Materials Glasses: Featured Contributor Jan Wurm Materials Glasses: Featured Contributor Jan Wurm
Materials

Materials Glasses: Featured Contributor Jan Wurm

guiding through sceneries of choices

As architectural concepts strive for a new expression of form and spatial experiences and life-cycle thinking is changing the way we evaluate the built environment, the grounds are cultivated to seed innovation.

The building industry however is slow to adapt to the change and is risk-averse, preferring traditional procurement over prototypes. In addition the traditional design process, relying on a hierarchical team with often dis-jointed specialists, hinders possibilities to push the boundaries.

We believe Materials are a central interface that help to simplify the design process and drive innovation. The Materials focus identifies central interfaces that help to coordinate innovation management within the team, to safeguard the syntheses of aesthetic, functional and structural aspects and to enhance design choices while reducing risks for the client.

© Arup BIQ building Hamburg

The value of our Materials services is in the way our diverse team of engineers, material scientists and designers connect with the rest of the design team, feeding experience and specialist knowledge into the process, whilst remaining fully independent from producers, suppliers and contractors. We look through our materials glasses throughout the full life-cycle of the project, adjusting our view point, perspective and focus as we move from the concept stage to detailed technical assessments.

Involved at the beginning of a project we scan the landscape of material choices through a 360-degree panorama view. The view is filtered by the objectives, requirements and needs of the specific project and the design intent to define a limited number of material options to investigate in further detail. These prioritised objectives, such as visual appearance, cost, embodied impacts and technical performance indicators serve as landmarks and give orientation to the design team. The technical indicators, based on the physical properties of the material, refer to various disciplines, such as fire engineering, structural design, building physics, acoustics and lighting. Our main efforts are in communicating the correlations between these indicators and the design intent – the outcome of this is what we call material 'sceneries'. In this analytical process the foresighted view is what allows us to make a clear recommendation. The itinerary leading to completion is anticipated for the selected sceneries, looking at the required processing and fabrication steps, approvals, procurement routes, testing requirements, construction sequence and installation. Some of these milestones will be attached to a quantifiable risk, compromising on cost, programme or design intent. Our deliverable is a clear mapping of these routes ahead and a clear recommendation on which path to follow. Involved in later stages of the project our view focuses on specialist technical matters in relation for example to assuring quality in fabrication and construction, failure investigation, performance tests but also in taking responsibility for the detailed design and procurement of special designs. This close-up view completes the vision of the Materials Glasses.
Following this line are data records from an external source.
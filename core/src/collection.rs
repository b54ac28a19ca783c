//! Collection validation
//!
//! Every worker discovers the items on its own and reports the ordered list.
//! Once enough workers have reported, the first reporter's list becomes the
//! authoritative collection and every other list is compared against it.
//! Workers whose lists differ are not admitted to scheduling; the mismatch
//! is handed back to the caller as a report, never as a fatal error.

use indexmap::IndexMap;
use similar::TextDiff;
use std::fmt;
use std::sync::Arc;
use tracing::{info, warn};

use crate::types::WorkerId;

/// Two workers disagree on the collected items.
#[derive(Debug, Clone, PartialEq, Eq)]
pub struct CollectionMismatch {
    pub reference_worker: WorkerId,
    pub worker: WorkerId,
    /// Unified diff from the reference collection to the worker's.
    pub diff: String,
}

impl fmt::Display for CollectionMismatch {
    fn fmt(&self, f: &mut fmt::Formatter<'_>) -> fmt::Result {
        write!(
            f,
            "Different tests were collected between {} and {}. The difference is:\n{}",
            self.reference_worker, self.worker, self.diff
        )
    }
}

/// Unified diff between two collections, or `None` when they are equal.
pub fn collection_diff(
    reference: &[String],
    other: &[String],
    reference_id: &str,
    other_id: &str,
) -> Option<String> {
    if reference == other {
        return None;
    }
    let old = join_lines(reference);
    let new = join_lines(other);
    let diff = TextDiff::from_lines(&old, &new)
        .unified_diff()
        .header(reference_id, other_id)
        .to_string();
    Some(diff)
}

fn join_lines(items: &[String]) -> String {
    let mut text = String::new();
    for item in items {
        text.push_str(item);
        text.push('\n');
    }
    text
}

/// Result of recording one worker's collection.
#[derive(Debug, Default)]
pub struct ValidationOutcome {
    /// Workers whose collection is now known to match the authoritative one.
    pub admitted: Vec<WorkerId>,
    pub mismatches: Vec<CollectionMismatch>,
}

#[derive(Debug, Clone)]
struct Authoritative {
    worker: WorkerId,
    items: Arc<[String]>,
}

/// Fixes the authoritative collection and validates workers against it.
#[derive(Debug)]
pub struct CollectionValidator {
    expected_workers: usize,
    reported: IndexMap<WorkerId, Vec<String>>,
    authoritative: Option<Authoritative>,
}

impl CollectionValidator {
    pub fn new(expected_workers: usize) -> Self {
        Self {
            expected_workers,
            reported: IndexMap::new(),
            authoritative: None,
        }
    }

    pub fn is_complete(&self) -> bool {
        self.authoritative.is_some()
    }

    pub fn authoritative(&self) -> Option<&[String]> {
        self.authoritative.as_ref().map(|a| &*a.items)
    }

    pub fn reference_worker(&self) -> Option<&str> {
        self.authoritative.as_ref().map(|a| a.worker.as_str())
    }

    /// Adopt `items` as authoritative without waiting for other reporters.
    pub fn fix(&mut self, worker: &str, items: Vec<String>) {
        assert!(
            self.authoritative.is_none(),
            "authoritative collection already fixed"
        );
        info!(
            "Using collection of {} from worker {}",
            items.len(),
            worker
        );
        self.authoritative = Some(Authoritative {
            worker: worker.to_string(),
            items: items.into(),
        });
        self.reported.clear();
    }

    /// Record a worker's collection.
    pub fn record(&mut self, worker: &str, items: Vec<String>) -> ValidationOutcome {
        let mut outcome = ValidationOutcome::default();

        if let Some(auth) = &self.authoritative {
            match collection_diff(&auth.items, &items, &auth.worker, worker) {
                None => outcome.admitted.push(worker.to_string()),
                Some(diff) => {
                    let mismatch = CollectionMismatch {
                        reference_worker: auth.worker.clone(),
                        worker: worker.to_string(),
                        diff,
                    };
                    warn!("{}", mismatch);
                    outcome.mismatches.push(mismatch);
                }
            }
            return outcome;
        }

        self.reported.insert(worker.to_string(), items);
        if self.reported.len() < self.expected_workers {
            return outcome;
        }

        let mut reported = std::mem::take(&mut self.reported).into_iter();
        let Some((reference_worker, reference)) = reported.next() else {
            return outcome;
        };
        let reference: Arc<[String]> = reference.into();
        outcome.admitted.push(reference_worker.clone());

        for (other_worker, other) in reported {
            match collection_diff(&reference, &other, &reference_worker, &other_worker) {
                None => outcome.admitted.push(other_worker),
                Some(diff) => {
                    let mismatch = CollectionMismatch {
                        reference_worker: reference_worker.clone(),
                        worker: other_worker,
                        diff,
                    };
                    warn!("{}", mismatch);
                    outcome.mismatches.push(mismatch);
                }
            }
        }

        info!(
            "Collection complete: {} items from worker {}, {} workers admitted",
            reference.len(),
            reference_worker,
            outcome.admitted.len()
        );
        self.authoritative = Some(Authoritative {
            worker: reference_worker,
            items: reference,
        });
        outcome
    }

    /// Drop a departed worker's report if the collection is not fixed yet.
    pub fn forget(&mut self, worker: &str) {
        self.reported.shift_remove(worker);
    }
}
© John Nye Chanel Mobile Art Pavilion Contemporary Art Container by Zaha Hadid

A project we have recently completed is a staircase for a private client in Mallorca, designed by architects Studio Mishin of St. Petersburg. Together with our lighting design team we worked through the entire design stages from concept to completion. The design intent asked for a floating, continuously folded and perforated copper ribbon with no visible fixings and with minimal joints.

At the beginning of the project we investigated the use of hot-formed copper plates, coldformed copper sheets and spray-on copper particles with an organic matrix. As none of these were satisfactory we developed with the architect a copper-timber composite sandwich panel which allowed for the highest design flexibility and multiple procurement paths. For best control of visual quality and durability we decided on pre-fabrication of the panels.

© Quintin Lake Photography Copper Staircase Mallorca by Studio Mishin St. Petersburg and Arup

The principal build-up of each composite panel is a copper skin bonded to laminated wood; entirely perforated in some areas, the copper skin only in others.

To successfully translate the complex geometry into reality, enabling both a precise alignment of the layers and a reliable composite action between them, a new process for cutting and laminating the different materials was developed. After an intense sampling routine, the panels were fabricated by a specialist metal contractor from the aeronautic industry.

The panels interlock with a delicate stainless steel frame. Due to the installation sequence and the implementation of hook-on details, all connections are invisible. The use of the maximum panel sizes, the reinforcement of the primary steel structure and the onsite measuring of in-fill pieces enabled all joints to be kept to a minimum, emphasising the sculptural quality.

The biggest reward is to look at renderings from the beginning of the project and to realise how successfully the design intent was translated into reality. The design of the staircase was driven by the potentials and properties of the soft copper, the engineered timber panels and the available  means of processing, fabrication and testing. The decisions taken during the process were guided by the Materials Glasses: the 360-degree panorama view, the foresighted view and the close-up view.